Inconformada, a 2.ª ré recorreu para o Tribunal de Última Instância (TUI), alegando que a interpretação correcta da norma referida não resulta da letra da lei, dado que subjacente à exclusão da garantia do seguro pela mencionada alínea, está a ideia de co-responsabilidade patrimonial daqueles que poderão vir a responder concomitante ou subsidiariamente com o condutor, o que não seria o caso do lesado, que era mero funcionário da empresa, tal como o lesante, também funcionário na mesma empresa.
O TUI conheceu do caso.
Indicou o Tribunal Colectivo que, argumento utilizado pela recorrente é baseado numa norma do direito vigente em Portugal que não vigora em Macau. No entanto, esta norma é diferente do direito vigente em Macau, na medida em que não prevê a exclusão da garantia do seguro dos empregados, assalariados e mandatários ao serviço do segurado. Logo, fica sem nenhum apoio a opinião da recorrente.

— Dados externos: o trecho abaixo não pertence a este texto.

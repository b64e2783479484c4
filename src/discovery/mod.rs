//! Schema discovery: the catalog walk, the snapshot it produces and the
//! relationship analysis built on top of it.

pub mod discoverer;
pub mod relationships;
pub mod snapshot;

pub use discoverer::discover;
pub use relationships::{Relationship, RelationshipReport, analyze};
pub use snapshot::{CatalogLookup, SchemaSnapshot, TableDescriptor};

O Tribunal Colectivo salientou que, o artigo 4.º do Decreto-Lei n.º 57/94/M vigente em Macau só pretende garantir os danos sofridos por terceiros, alheios ao veículo, ao condutor do veículo, seus proprietários e usufrutuários e detentores legítimos, incluindo aqui os cônjuges, familiares e empregados destes. Mesmo os danos sofridos por terceiros são excluídos em consequência de operações de carga e descarga. Prevaleceu aqui a ideia de que nestes casos não se estende a obrigação de cobertura do seguro, cabendo a responsabilidade civil ao causador do acidente e ao que tiver a sua direcção efectiva e utilizar o veículo no seu próprio interesse.
Por outro lado, ainda no que concerne aos empregados do segurado, a lei ao excluí-los da garantia do seguro automóvel obrigatório, teve certamente em atenção que eles beneficiam, em regra, do seguro por acidentes de trabalho, pelo que não faria sentido uma duplicação de indemnizações para ressarcir os mesmos danos. Aliás, no caso dos autos, o lesado já recebeu, a título de indemnização por incapacidade permanente calculada em 38%, proveniente do acidente de trabalho, a quantia de MOP$528.247,00.
Pelo exposto, o Tribunal Colectivo do TUI negou provimento ao recurso.
Vide o Acórdão do TUI, Processo n.º 53/2017.